Snuze

Persistence: Storing and Retrieving Reddit Data

This is a draft. The information here is accurate, but not yet complete. Estimated completion for this document is Friday, 2019-09-20.

For now, some rough but working MySQL setup steps are below...

Overview

Snuze supports optionally persisting Reddit data through the concept of storage providers. A storage provider is a set of PHP classes that tell Snuze how to interact with some data storage facility. Two storage providers are built in:

The SQLite storage provider

A very basic SQLite storage provider is included with Snuze. It requires that the pdo_sqlite extension is available; this is enabled by default in modern PHP installations.

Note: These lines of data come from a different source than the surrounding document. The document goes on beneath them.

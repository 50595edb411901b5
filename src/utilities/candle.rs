//! Candle record and price-field selection.

use serde::{Deserialize, Serialize};

/// One OHLCV bar. Plain data, owned by the caller and read-only to every
/// kernel; `time` is in ticks and is copied verbatim into results.
#[derive(Clone, Copy, Debug, Default, PartialEq, Serialize, Deserialize)]
pub struct Candle {
    pub time: i64,
    pub open: f32,
    pub high: f32,
    pub low: f32,
    pub close: f32,
    pub volume: f32,
}

impl Candle {
    pub fn new(time: i64, open: f32, high: f32, low: f32, close: f32, volume: f32) -> Self {
        Self {
            time,
            open,
            high,
            low,
            close,
            volume,
        }
    }
}

/// Which price a kernel reads from a candle.
///
/// The calculated variants match the usual composite prices: `Median` = HL2,
/// `Typical` = HLC3, `Weighted` = HLCC4, `Average` = OHLC4.
#[derive(Clone, Copy, Debug, Default, PartialEq, Eq, Serialize, Deserialize)]
pub enum PriceKind {
    Open,
    High,
    Low,
    #[default]
    Close,
    Volume,
    Median,
    Typical,
    Weighted,
    Average,
}

/// Pure price selection; every kernel body goes through this.
#[inline(always)]
pub fn extract_price(candle: &Candle, kind: PriceKind) -> f32 {
    match kind {
        PriceKind::Open => candle.open,
        PriceKind::High => candle.high,
        PriceKind::Low => candle.low,
        PriceKind::Close => candle.close,
        PriceKind::Volume => candle.volume,
        PriceKind::Median => (candle.high + candle.low) / 2.0,
        PriceKind::Typical => (candle.high + candle.low + candle.close) / 3.0,
        PriceKind::Weighted => (candle.high + candle.low + 2.0 * candle.close) / 4.0,
        PriceKind::Average => (candle.open + candle.high + candle.low + candle.close) / 4.0,
    }
}

#[cfg(test)]
mod tests {
    use super::*;

    #[test]
    fn calculated_prices() {
        let c = Candle::new(1, 2.0, 10.0, 6.0, 8.0, 100.0);
        assert_eq!(extract_price(&c, PriceKind::Median), 8.0);
        assert_eq!(extract_price(&c, PriceKind::Typical), 8.0);
        assert_eq!(extract_price(&c, PriceKind::Weighted), 8.0);
        assert_eq!(extract_price(&c, PriceKind::Average), 6.5);
        assert_eq!(extract_price(&c, PriceKind::Volume), 100.0);
    }
}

All the SQLite storage provider knows how to do is save OAuth access tokens so they can be re-used until they expire. This reduces the number of login requests your script sends to Reddit's server, making it more polite (and a bit more efficient). While lacking in features, the advantage to the SQLite provider is that it requires no database server and no setup. Access tokens are stored in a small data file.

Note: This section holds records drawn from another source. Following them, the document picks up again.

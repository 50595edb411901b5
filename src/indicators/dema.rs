//! # Double Exponential Moving Average (DEMA)
//!
//! `2 * ema(price) - ema(ema(price))`. Two cascaded smoothing stages with
//! independent warm-up; the output is formed once the second stage is.

use crate::batch::{scan_batch, BatchError};
use crate::utilities::candle::{extract_price, Candle, PriceKind};
use crate::utilities::math::EmaState;
use crate::utilities::IndicatorResult;
use serde::{Deserialize, Serialize};

#[derive(Clone, Copy, Debug, Serialize, Deserialize)]
pub struct DemaParams {
    pub length: usize,
    pub price: PriceKind,
}

impl Default for DemaParams {
    fn default() -> Self {
        Self {
            length: 14,
            price: PriceKind::Close,
        }
    }
}

/// Evaluate every parameter set against every series in one dispatch.
pub fn dema_batch(
    series: &[Vec<Candle>],
    params: &[DemaParams],
) -> Result<Vec<Vec<Vec<IndicatorResult>>>, BatchError> {
    scan_batch(series, params, |bars, prm: &DemaParams, out| {
        let mut ema1 = EmaState::new(prm.length);
        let mut ema2 = EmaState::new(prm.length);
        for (i, c) in bars.iter().enumerate() {
            let e1 = ema1.update(extract_price(c, prm.price));
            let mut value = f32::NAN;
            if ema1.is_formed() {
                let e2 = ema2.update(e1);
                if ema2.is_formed() {
                    value = 2.0 * e1 - e2;
                }
            }
            out[i] = IndicatorResult {
                time: c.time,
                value,
                is_formed: ema2.is_formed(),
            };
        }
    })
}
//! # Vertical Horizontal Filter (VHF)
//!
//! Price range of the window over the sum of absolute bar-to-bar changes.
//! A zero change sum resolves to 0.

use crate::batch::{windowed_batch, BatchError};
use crate::utilities::candle::{extract_price, Candle, PriceKind};
use crate::utilities::IndicatorResult;
use serde::{Deserialize, Serialize};

#[derive(Clone, Copy, Debug, Serialize, Deserialize)]
pub struct VhfParams {
    pub length: usize,
    pub price: PriceKind,
}

impl Default for VhfParams {
    fn default() -> Self {
        Self {
            length: 28,
            price: PriceKind::Close,
        }
    }
}

/// Evaluate every parameter set against every series in one dispatch.
pub fn vhf_batch(
    series: &[Vec<Candle>],
    params: &[VhfParams],
) -> Result<Vec<Vec<Vec<IndicatorResult>>>, BatchError> {
    windowed_batch(series, params, |bars, prm, i| {
        let length = prm.length.max(1);
        let time = bars[i].time;
        if i < length {
            return IndicatorResult::empty(time);
        }
        let mut highest = f32::NEG_INFINITY;
        let mut lowest = f32::INFINITY;
        let mut change_sum = 0.0f32;
        for j in i + 1 - length..=i {
            let p = extract_price(&bars[j], prm.price);
            highest = highest.max(p);
            lowest = lowest.min(p);
            change_sum += (p - extract_price(&bars[j - 1], prm.price)).abs();
        }
        let value = if change_sum == 0.0 {
            0.0
        } else {
            (highest - lowest) / change_sum
        };
        IndicatorResult::formed(time, value)
    })
}

#[cfg(test)]
mod tests {
    use super::*;

    #[test]
    fn straight_trend_reads_near_one() {
        let bars: Vec<Candle> = (0..40)
            .map(|i| {
                let c = 10.0 + i as f32;
                Candle::new(i as i64, c, c, c, c, 1.0)
            })
            .collect();
        let out = &vhf_batch(&[bars], &[VhfParams::default()]).unwrap()[0][0];
        assert!(!out[27].is_formed);
        assert!(out[28].is_formed);
        // Range 27 over 28 unit moves.
        assert!((out[30].value - 27.0 / 28.0).abs() < 1e-5);
    }

    #[test]
    fn flat_series_reads_zero() {
        let bars: Vec<Candle> = (0..40)
            .map(|i| Candle::new(i as i64, 5.0, 5.0, 5.0, 5.0, 1.0))
            .collect();
        let out = &vhf_batch(&[bars], &[VhfParams::default()]).unwrap()[0][0];
        assert_eq!(out[30].value, 0.0);
    }
}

SQLite storage is enabled by default in Snuze. To enable it explicitly, or to change the path of the SQLite data file, use these options when configuring:

       'storage.enabled'    => true,
       'storage.namespace'  => '\snuze\Persistence\SQLite',
       'storage.parameters' => ['filename' => 'snuze.sqlite'],

To disable persistence altogether, set storage.enabled to false instead:

       'storage.enabled'    => false,

Be advised that completely disabling persistence means your script will have to go and obtain a new access token every time it runs.

The MySQL storage provider

Overview

Snuze comes with a MySQL storage provider, capable of persisting most entities it can retrieve from the API.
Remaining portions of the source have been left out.